Transcribe all of the records precisely as they are presented.
*** DATA SECTION Section Begins ***
//! Symbolic kinematics and dynamics of multibody systems.
//!
//! A multibody system is described by a [`Model`]: a tree of bases (orientations), a tree of
//! points (positions), and frames and solids built from them. Every node stores only its
//! relation to the previous node in its tree: a rotation about an axis for a base, a position
//! vector for a point. The kinematic quantities between any two nodes are then composed along
//! the path joining them:
//!
//! - [`Model::rotation_matrix`], [`Model::angular_velocity`] and [`Model::angular_acceleration`]
//!   between two bases;
//! - [`Model::position_vector`] between two points, and [`Model::velocity_vector`] and
//!   [`Model::acceleration_vector`] of a point relative to a frame.
//!
//! Results are symbolic [`Expr`](mech_algebra::Expr)essions which quickly grow large. An
//! [`AtomTable`] eliminates their common subexpressions, replacing them with numbered atoms
//! that can be evaluated once, in the order given by [`AtomTable::collect_atoms`].
//!
//! Forces and moments are grouped into [`Wrench`]es, which can be transported between points
//! and projected onto the coordinate velocities with [`Model::generalized_force`].
//!
//! # Example
//!
//! ```
//! use mech_algebra::Expr;
//! use mech_core::{Model, Vector3D};
//!
//! let mut model = Model::new();
//! let theta = model.new_coordinate("theta").unwrap();
//! let l = model.new_parameter("l").unwrap();
//!
//! // a rod of length l turning about z
//! let b = model.new_base("B", model.xyz(), [0, 0, 1], theta.q()).unwrap();
//! let tip = model.new_point("P", model.origin(), Vector3D::new(b, l.clone(), 0, 0)).unwrap();
//!
//! let v = model.velocity_vector(model.abs(), tip).unwrap();
//! let v = model.in_base(&v, b).unwrap().simplify();
//! assert_eq!(v, Vector3D::new(b, 0, theta.dq() * l, 0));
//! ```

pub mod atom;
pub mod error;
pub mod kinematics;
pub mod model;
pub mod settings;
pub mod symbols;
pub mod wrench;

pub use atom::{Atom, AtomId, AtomStep, AtomTable, Atomize};
pub use error::{Category, Error, ErrorKind};
pub use kinematics::Twist;
pub use model::{
    Base,
    BaseId,
    Frame,
    FrameId,
    Model,
    Point,
    PointId,
    Solid,
    SolidId,
    Tensor3D,
    Vector3D,
    WrenchId,
};
pub use settings::{Gravity, Settings};
pub use symbols::{Coordinate, SymbolKind, SymbolRegistry};
pub use wrench::{Wrench, WrenchKind};
//! The model graph: bases, points, frames, solids and wrenches, and the symbols they are
//! described with.
//!
//! A [`Model`] owns every node in typed arenas and hands out [`Copy`] handles ([`BaseId`],
//! [`PointId`], ...). Nodes refer to their previous node by handle, so removing a node can never
//! leave a dangling reference behind: removal is refused while another node still uses it, and a
//! handle to a removed node is reported as [`StaleHandle`](crate::error::model::StaleHandle).
//!
//! Every model starts with the absolute base `xyz`, the origin point `O` and the absolute frame
//! `abs` made of the two. Further roots can be created with [`Model::new_root_base`] and
//! [`Model::new_root_point`]; nodes of different trees cannot be related to each other.

pub(crate) mod arena;
pub mod id;
mod node;
pub(crate) mod tree;
mod vector;

pub use id::{BaseId, FrameId, PointId, SolidId, WrenchId};
pub use node::{Base, Frame, Point, Solid};
pub use vector::{Tensor3D, Vector3D};

use crate::{
    error::{
        composition::NonUnitAxis,
        model::{DisjointTrees, InUse, RootRemoval},
        Error,
    },
    settings::Settings,
    symbols::{Coordinate, SymbolRegistry},
    wrench::Wrench,
};
use arena::Arena;
use id::Handle;
use mech_algebra::{simplify, Expr, Matrix};
use tree::{common_ancestor, tree_path, Step};

/// A multibody model.
#[derive(Debug, Clone)]
pub struct Model {
    settings: Settings,
    symbols: SymbolRegistry,
    gravity: Expr,
    pub(crate) bases: Arena<Base>,
    pub(crate) points: Arena<Point>,
    pub(crate) frames: Arena<Frame>,
    pub(crate) solids: Arena<Solid>,
    pub(crate) wrenches: Arena<Wrench>,
}

impl Default for Model {
    fn default() -> Self {
        Self::new()
    }
}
*** DATA SECTION Section Ends ***
■ EXPECTED OUTPUT ■
//! Symbolic kinematics and dynamics of multibody systems.
//!
//! A multibody system is described by a [`Model`]: a tree of bases (orientations), a tree of
//! points (positions), and frames and solids built from them. Every node stores only its
//! relation to the previous node in its tree: a rotation about an axis for a base, a position
//! vector for a point. The kinematic quantities between any two nodes are then composed along
//! the path joining them:
//!
//! - [`Model::rotation_matrix`], [`Model::angular_velocity`] and [`Model::angular_acceleration`]
//!   between two bases;
//! - [`Model::position_vector`] between two points, and [`Model::velocity_vector`] and
//!   [`Model::acceleration_vector`] of a point relative to a frame.
//!
//! Results are symbolic [`Expr`](mech_algebra::Expr)essions which quickly grow large. An
//! [`AtomTable`] eliminates their common subexpressions, replacing them with numbered atoms
//! that can be evaluated once, in the order given by [`AtomTable::collect_atoms`].
//!
//! Forces and moments are grouped into [`Wrench`]es, which can be transported between points
//! and projected onto the coordinate velocities with [`Model::generalized_force`].
//!
//! # Example
//!
//! ```
//! use mech_algebra::Expr;
//! use mech_core::{Model, Vector3D};
//!
//! let mut model = Model::new();
//! let theta = model.new_coordinate("theta").unwrap();
//! let l = model.new_parameter("l").unwrap();
//!
//! // a rod of length l turning about z
//! let b = model.new_base("B", model.xyz(), [0, 0, 1], theta.q()).unwrap();
//! let tip = model.new_point("P", model.origin(), Vector3D::new(b, l.clone(), 0, 0)).unwrap();
//!
//! let v = model.velocity_vector(model.abs(), tip).unwrap();
//! let v = model.in_base(&v, b).unwrap().simplify();
//! assert_eq!(v, Vector3D::new(b, 0, theta.dq() * l, 0));
//! ```

pub mod atom;
pub mod error;
pub mod kinematics;
pub mod model;
pub mod settings;
pub mod symbols;
pub mod wrench;

pub use atom::{Atom, AtomId, AtomStep, AtomTable, Atomize};
pub use error::{Category, Error, ErrorKind};
pub use kinematics::Twist;
pub use model::{
    Base,
    BaseId,
    Frame,
    FrameId,
    Model,
    Point,
    PointId,
    Solid,
    SolidId,
    Tensor3D,
    Vector3D,
    WrenchId,
};
pub use settings::{Gravity, Settings};
pub use symbols::{Coordinate, SymbolKind, SymbolRegistry};
pub use wrench::{Wrench, WrenchKind};
//! The model graph: bases, points, frames, solids and wrenches, and the symbols they are
//! described with.
//!
//! A [`Model`] owns every node in typed arenas and hands out [`Copy`] handles ([`BaseId`],
//! [`PointId`], ...). Nodes refer to their previous node by handle, so removing a node can never
//! leave a dangling reference behind: removal is refused while another node still uses it, and a
//! handle to a removed node is reported as [`StaleHandle`](crate::error::model::StaleHandle).
//!
//! Every model starts with the absolute base `xyz`, the origin point `O` and the absolute frame
//! `abs` made of the two. Further roots can be created with [`Model::new_root_base`] and
//! [`Model::new_root_point`]; nodes of different trees cannot be related to each other.

pub(crate) mod arena;
pub mod id;
mod node;
pub(crate) mod tree;
mod vector;

pub use id::{BaseId, FrameId, PointId, SolidId, WrenchId};
pub use node::{Base, Frame, Point, Solid};
pub use vector::{Tensor3D, Vector3D};

use crate::{
    error::{
        composition::NonUnitAxis,
        model::{DisjointTrees, InUse, RootRemoval},
        Error,
    },
    settings::Settings,
    symbols::{Coordinate, SymbolRegistry},
    wrench::Wrench,
};
use arena::Arena;
use id::Handle;
use mech_algebra::{simplify, Expr, Matrix};
use tree::{common_ancestor, tree_path, Step};

/// A multibody model.
#[derive(Debug, Clone)]
pub struct Model {
    settings: Settings,
    symbols: SymbolRegistry,
    gravity: Expr,
    pub(crate) bases: Arena<Base>,
    pub(crate) points: Arena<Point>,
    pub(crate) frames: Arena<Frame>,
    pub(crate) solids: Arena<Solid>,
    pub(crate) wrenches: Arena<Wrench>,
}

impl Default for Model {
    fn default() -> Self {
        Self::new()
    }
}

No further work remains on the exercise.